Troy Hunt: Observations and thoughts on the LinkedIn data breach

Last week there was no escaping news of the latest data breach. The LinkedIn hack of 2012 which we thought had "only" exposed 6.5M password hashes (not even the associated email addresses so in practice, useless data), was now being sold on the dark web. It was allegedly 167 million accounts and for a mere 5 bitcoins (about US$2.2k) you could jump over to the Tor-based trading site, pay your Bitcoins and retrieve what is one of the largest data breaches ever to hit the airwaves.

But this is not a straightforward incident for many reasons and there are numerous issues raised by the data itself and the nature of the hack. I've had a heap of calls and emails from various parties doing stories on it over the last week so I thought I'd address some of those queries here and add my own thoughts having now seen the data. I'll also talk about Have I been pwned (HIBP) and the broader issue of searchable breach data.

Why a 4 year lead time?

This is one of the most common questions that comes up - what's been happening since 2012? Why have we only just now seen the data? The easy answer is that I don't know and it's quite possible that LinkedIn doesn't know either.

I wrote a longer piece about this last week in my Security Sense column titled There's a Lot of Hacked Companies We Don't Even Know About and the title pretty much sums it up. I cite other incidents there which demonstrate how often it can be years - sometimes longer than the LinkedIn lead time - between the hack and the subsequent public release of the data. Inevitably there's a catalyst, but it could be many different things; the attacker finally deciding to monetise it, they themselves being targeted and losing the data or ultimately trading it for something else of value.

But speaking of value, how much is the data actually worth?

Is the data worth $2.2k?

This is a recurring question - "is it worth it"? Are 167 million records really worth $2.2k?

Well firstly, I'm fond of the adage that "something is only worth what someone is willing to pay for it" and by all accounts, people have indeed paid for it (more on that later). But if you want to look at it another way, 167 million accounts selling for $2.2k is only 0.001 cents per account which at least to me, feel very cheap indeed.

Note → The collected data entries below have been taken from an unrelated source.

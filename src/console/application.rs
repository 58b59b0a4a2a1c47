use std::future::Future;
use std::sync::Arc;
use btleplug::platform::Manager;
use log::{info, warn};
use tokio::time::{sleep, Duration};

use crate::config::types::Config;
use crate::console::types::{Cli, Command};
use crate::device::connection::{find_blinky, scan_blinkies, BtleTransport};
use crate::device::logged::LoggedSession;
use crate::device::session::DeviceSession;
use crate::device::transport::Transport;
use crate::device::types::{BlinkyState, DeviceSelector, Led};
use crate::error::{AppRunError, DeviceError};

/**
 * How long (milliseconds) to wait before reconnecting after the link was lost.
 */
pub const RECONNECT_DELAY: u64 = 1000;

#[derive(Debug)]
pub enum Reconnect {
    Connected,
    /// `stop` completed first.
    Stopped,
    /// Trying again would not help.
    Failed(DeviceError),
}

/// Keeps reconnecting `session`, `RECONNECT_DELAY` apart, until it is ready again.
///
/// `stop` is raced against every delay and every attempt, so it interrupts the loop at any point.
pub async fn reconnect<T, F>(session: &LoggedSession<T>, stop: F) -> Reconnect
where
    T: Transport,
    F: Future,
{
    tokio::pin!(stop);

    loop {
        let attempt = async {
            sleep(Duration::from_millis(RECONNECT_DELAY)).await;
            session.connect().await
        };

        tokio::select! {
            _ = &mut stop => return Reconnect::Stopped,
            result = attempt => match result {
                Ok(()) => return Reconnect::Connected,
                Err(err) if err.is_permanent() => return Reconnect::Failed(err),
                Err(err) => warn!("Reconnecting failed: {}", err),
            },
        }
    }
}

fn on_off(state: bool) -> &'static str {
    if state { "ON" } else { "OFF" }
}

async fn open_session(manager: &Manager, config: &Config, selector: &DeviceSelector) -> Result<LoggedSession<BtleTransport>, DeviceError> {
    info!("Looking for {}...", selector);
    let found = find_blinky(manager, selector, Duration::from_millis(config.scan_timeout_ms)).await?;
    let label = found.label();

    let session = DeviceSession::new(Arc::new(BtleTransport::from(found)), config.connect);
    Ok(LoggedSession::new(session, label))
}

async fn scan(manager: &Manager, scan_timeout: Duration) -> Result<(), AppRunError> {
    println!("Scanning for {}...", humantime::format_duration(scan_timeout));
    let found = scan_blinkies(manager, scan_timeout).await?;

    if found.is_empty() {
        println!("No Blinky found");
    }

    for found in found {
        let rssi = found.properties.rssi.map(|rssi| format!("{} dBm", rssi)).unwrap_or_else(|| "? dBm".to_string());
        println!("{}  {}", found.label(), rssi);
    }

    Ok(())
}

async fn set_led(manager: &Manager, config: &Config, selector: &DeviceSelector, led: Led, state: bool) -> Result<(), AppRunError> {
    let mut session = open_session(manager, config, selector).await?;

    let result = async {
        session.connect().await?;
        session.set_led(led, state).await
    }.await;

    session.release().await;
    result?;

    println!("{} turned {}", led, on_off(state));
    Ok(())
}

async fn watch(manager: &Manager, config: &Config, selector: &DeviceSelector) -> Result<(), AppRunError> {
    let mut session = open_session(manager, config, selector).await?;

    if let Err(err) = session.connect().await {
        session.release().await;
        return Err(err.into());
    }

    println!("Connected to {}, press Ctrl-C to stop", session.device());

    let mut state = session.state();
    let mut led1 = session.led1();
    let mut led2 = session.led2();
    let mut button1 = session.button1();
    let mut button2 = session.button2();

    let ctrl_c = tokio::signal::ctrl_c();
    tokio::pin!(ctrl_c);

    let result = 'mainloop: loop {
        tokio::select! {
            _ = &mut ctrl_c => {
                break 'mainloop Ok(());
            },
            Ok(()) = state.changed() => {
                let current = *state.borrow_and_update();
                println!("State: {}", current);

                if current != BlinkyState::NotAvailable {
                    continue;
                }

                match reconnect(&session, &mut ctrl_c).await {
                    Reconnect::Connected => {},
                    Reconnect::Stopped => break 'mainloop Ok(()),
                    Reconnect::Failed(err) => break 'mainloop Err(err),
                }
            },
            Ok(()) = led1.changed() => println!("LED 1: {}", on_off(*led1.borrow_and_update())),
            Ok(()) = led2.changed() => println!("LED 2: {}", on_off(*led2.borrow_and_update())),
            Ok(()) = button1.changed() => println!("Button 1: {}", if *button1.borrow_and_update() { "pressed" } else { "released" }),
            Ok(()) = button2.changed() => println!("Button 2: {}", if *button2.borrow_and_update() { "pressed" } else { "released" }),
            else => break 'mainloop Ok(()),
        }
    };

    session.release().await;
    Ok(result?)
}

pub async fn run_application(cli: Cli, config: Config) -> Result<(), AppRunError> {
    let manager = Manager::new().await.map_err(DeviceError::from)?;

    match cli.command {
        Command::Scan { timeout_ms } => {
            let scan_timeout = Duration::from_millis(timeout_ms.unwrap_or(config.scan_timeout_ms));
            scan(&manager, scan_timeout).await
        },
        Command::Watch { device } => {
            watch(&manager, &config, &device.unwrap_or(DeviceSelector::Any)).await
        },
        Command::Led { device, which, state } => {
            set_led(&manager, &config, &device.unwrap_or(DeviceSelector::Any), which.into(), state.into()).await
        },
    }
}
use tokio::sync::{broadcast, watch};

/**
 * How many unread transitions a transition receiver may fall behind before it lags.
 */
const TRANSITION_CAPACITY: usize = 64;

/// A value that one party writes and any number of parties observe.
///
/// Observers either get a `watch::Receiver`, which always holds the latest value and wakes up
/// only when the value actually changes, or a `broadcast::Receiver` that sees every single
/// change in the order it was made.
#[derive(Debug)]
pub struct StateCell<T> {
    sender: watch::Sender<T>,
    transitions: broadcast::Sender<T>,
}

impl<T: Clone + PartialEq> StateCell<T> {
    pub fn new(initial: T) -> Self {
        let (sender, _) = watch::channel(initial);
        let (transitions, _) = broadcast::channel(TRANSITION_CAPACITY);
        StateCell { sender, transitions }
    }

    pub fn get(&self) -> T {
        self.sender.borrow().clone()
    }

    /// Stores `value`, returns true if it differed from the previous one.
    pub fn set(&self, value: T) -> bool {
        let transitions = &self.transitions;

        // runs under the watch lock, so transitions are broadcast in the order they are stored
        self.sender.send_if_modified(|current| {
            if *current == value {
                return false;
            }

            *current = value.clone();
            // no transition receivers is fine
            let _ = transitions.send(value);
            true
        })
    }

    pub fn subscribe(&self) -> watch::Receiver<T> {
        self.sender.subscribe()
    }

    /// Every change made after this call.
    pub fn transitions(&self) -> broadcast::Receiver<T> {
        self.transitions.subscribe()
    }
}

impl<T: Clone + PartialEq + Default> Default for StateCell<T> {
    fn default() -> Self {
        StateCell::new(T::default())
    }
}

#[cfg(test)]
mod tests {
    use super::*;

    #[test]
    fn set_reports_changes_only() {
        let cell = StateCell::new(false);
        assert!(!cell.set(false));
        assert!(cell.set(true));
        assert!(!cell.set(true));
        assert!(cell.get());
    }

    #[test]
    fn observers_see_latest_value() {
        let cell = StateCell::new(0u8);
        let mut rx = cell.subscribe();

        cell.set(1);
        cell.set(2);
        assert!(rx.has_changed().unwrap());
        assert_eq!(*rx.borrow_and_update(), 2);

        cell.set(2);
        assert!(!rx.has_changed().unwrap());
    }

    #[test]
    fn transitions_keep_every_change() {
        let cell = StateCell::new(false);
        let mut transitions = cell.transitions();

        cell.set(true);
        cell.set(false);
        cell.set(false);
        cell.set(true);

        assert_eq!(transitions.try_recv().unwrap(), true);
        assert_eq!(transitions.try_recv().unwrap(), false);
        assert_eq!(transitions.try_recv().unwrap(), true);
        assert!(transitions.try_recv().is_err());
    }
}
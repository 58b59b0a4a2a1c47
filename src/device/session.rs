use std::fmt;
use std::future::Future;
use std::sync::atomic::{AtomicBool, Ordering};
use std::sync::{Arc, Mutex, MutexGuard, PoisonError};
use btleplug::api::CharPropFlags;
use futures::StreamExt;
use log::{debug, info, warn};
use tokio::spawn;
use tokio::sync::{broadcast, watch};
use tokio::task::JoinHandle;
use tokio::time::{sleep, timeout, Duration};
use tokio_util::sync::CancellationToken;

use crate::device::constants::{BLINKY_BUTTON_CHARACTERISTIC_UUID, BLINKY_LED_CHARACTERISTIC_UUID, BLINKY_SERVICE_UUID, WRITE_DEADLINE};
use crate::device::observable::StateCell;
use crate::device::protocol::{decode_state, encode_state};
use crate::device::transport::{ServiceDescriptor, Transport, TransportEvent};
use crate::device::types::{BlinkyState, Button, ConnectOptions, ConnectionState, Led};
use crate::error::DeviceError;

fn lock<T>(mutex: &Mutex<T>) -> MutexGuard<'_, T> {
    mutex.lock().unwrap_or_else(PoisonError::into_inner)
}

fn on_off(state: bool) -> &'static str {
    if state { "on" } else { "off" }
}

/// The four characteristics a Blinky must expose.
#[derive(Debug, Clone)]
pub struct CharacteristicHandles<H> {
    pub led1: H,
    pub led2: H,
    pub button1: H,
    pub button2: H,
}

impl<H: Clone> CharacteristicHandles<H> {
    /// LED1/LED2 (and Button1/Button2) share a characteristic uuid, so each lookup binds the
    /// first characteristic in discovery order that has the uuid and the required property.
    pub fn resolve(services: &[ServiceDescriptor<H>]) -> Option<Self> {
        let service = services.iter().find(|service| service.uuid == BLINKY_SERVICE_UUID)?;

        let led1 = service.characteristic(BLINKY_LED_CHARACTERISTIC_UUID, CharPropFlags::WRITE)?;
        let led2 = service.characteristic(BLINKY_LED_CHARACTERISTIC_UUID, CharPropFlags::WRITE)?;
        let button1 = service.characteristic(BLINKY_BUTTON_CHARACTERISTIC_UUID, CharPropFlags::NOTIFY)?;
        let button2 = service.characteristic(BLINKY_BUTTON_CHARACTERISTIC_UUID, CharPropFlags::NOTIFY)?;

        Some(CharacteristicHandles {
            led1: led1.handle.clone(),
            led2: led2.handle.clone(),
            button1: button1.handle.clone(),
            button2: button2.handle.clone(),
        })
    }

    pub fn led(&self, led: Led) -> &H {
        match led {
            Led::Led1 => &self.led1,
            Led::Led2 => &self.led2,
        }
    }

    pub fn button(&self, button: Button) -> &H {
        match button {
            Button::Button1 => &self.button1,
            Button::Button2 => &self.button2,
        }
    }
}

#[derive(Debug, Clone, Copy)]
enum Observed {
    Led(Led),
    Button(Button),
}

impl fmt::Display for Observed {
    fn fmt(&self, f: &mut fmt::Formatter<'_>) -> fmt::Result {
        match self {
            Observed::Led(led) => write!(f, "{}", led),
            Observed::Button(button) => write!(f, "{}", button),
        }
    }
}

/// State shared between a session and its background tasks.
struct Shared<H> {
    // held while cancelling a scope and while a scope-guarded write checks that scope
    transition: Mutex<()>,
    handles: Mutex<Option<CharacteristicHandles<H>>>,
    connection: StateCell<ConnectionState>,
    state: StateCell<BlinkyState>,
    led1: StateCell<bool>,
    led2: StateCell<bool>,
    button1: StateCell<bool>,
    button2: StateCell<bool>,
}

impl<H: Clone> Shared<H> {
    fn new() -> Self {
        Shared {
            transition: Mutex::new(()),
            handles: Mutex::new(None),
            connection: StateCell::new(ConnectionState::Disconnected),
            state: StateCell::new(BlinkyState::NotAvailable),
            led1: StateCell::default(),
            led2: StateCell::default(),
            button1: StateCell::default(),
            button2: StateCell::default(),
        }
    }

    fn cell(&self, observed: Observed) -> &StateCell<bool> {
        match observed {
            Observed::Led(Led::Led1) => &self.led1,
            Observed::Led(Led::Led2) => &self.led2,
            Observed::Button(Button::Button1) => &self.button1,
            Observed::Button(Button::Button2) => &self.button2,
        }
    }

    fn set_connection(&self, state: ConnectionState) {
        if self.connection.set(state) {
            debug!("Connection state: {:?}", state);
        }
        self.state.set(BlinkyState::from(state));
    }

    fn handles(&self) -> Option<CharacteristicHandles<H>> {
        lock(&self.handles).clone()
    }

    fn invalidate(&self) {
        lock(&self.handles).take();
    }

    /// Cancels `scope` so that no guarded write can still land after this returns.
    fn cancel(&self, scope: &CancellationToken) {
        let _transition = lock(&self.transition);
        scope.cancel();
    }

    /// Sets `observed` unless `scope` has been cancelled.
    fn set_guarded(&self, scope: &CancellationToken, observed: Observed, state: bool) -> bool {
        let _transition = lock(&self.transition);
        if scope.is_cancelled() {
            return false;
        }

        self.cell(observed).set(state);
        true
    }

    // Background writes are dropped once their scope has been cancelled.
    fn apply(&self, scope: &CancellationToken, observed: Observed, value: &[u8]) {
        match decode_state(value) {
            Ok(state) => {
                self.set_guarded(scope, observed, state);
            },
            Err(err) => warn!("Ignoring value received for {}: {}", observed, err),
        }
    }

    fn link_lost(&self, link: &CancellationToken) {
        let _transition = lock(&self.transition);
        self.invalidate();
        link.cancel();
        self.set_connection(ConnectionState::Disconnected);
    }

    /// Publishes Ready, unless the link was lost while it was being set up.
    fn publish_ready(&self, link: &CancellationToken) -> bool {
        let _transition = lock(&self.transition);
        if link.is_cancelled() {
            return false;
        }

        self.set_connection(ConnectionState::Ready);
        true
    }
}

/// A connection to one Blinky peripheral.
///
/// The session publishes the connection state, both LEDs and both buttons as observable values.
/// Every command fails with [`DeviceError::Released`] once [`DeviceSession::release`] has been
/// called.
pub struct DeviceSession<T: Transport> {
    transport: Arc<T>,
    options: ConnectOptions,
    shared: Arc<Shared<T::Handle>>,
    cancel: CancellationToken,
    link_cancel: Mutex<CancellationToken>,
    tasks: Mutex<Vec<JoinHandle<()>>>,
    released: AtomicBool,
}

Well it was 0.001 cents per account but already, we've seen that 5 BTC price drop:

The LinkedIn data has dropped in price and the seller is referencing media coverage of credentials being exploited pic.twitter.com/M8k06TBGjY
— Troy Hunt (@troyhunt) May 22, 2016

This is curious and I suspect that both the points I made in that tweet are related. Earlier this year I observed that HIBP was having an impact on data breach prices due to the increased awareness it raised with those who've had their data exposed. Whilst the data wasn't in HIBP at the time of that tweet, it's possibly what we're seeing here in terms of it having been spread around more broadly. In fact, since then, the price has fallen even further:

The LinkedIn data has dropped in price again, it's now almost half of what it originally was: pic.twitter.com/lLvoyBFmnl
— Troy Hunt (@troyhunt) May 23, 2016

The seller is quoted in a Motherboard story as saying:

[The] more i sell, and more days pass, [the] value drops

He then goes on to claim he's sold the data 6 times over for a grand total of $12k.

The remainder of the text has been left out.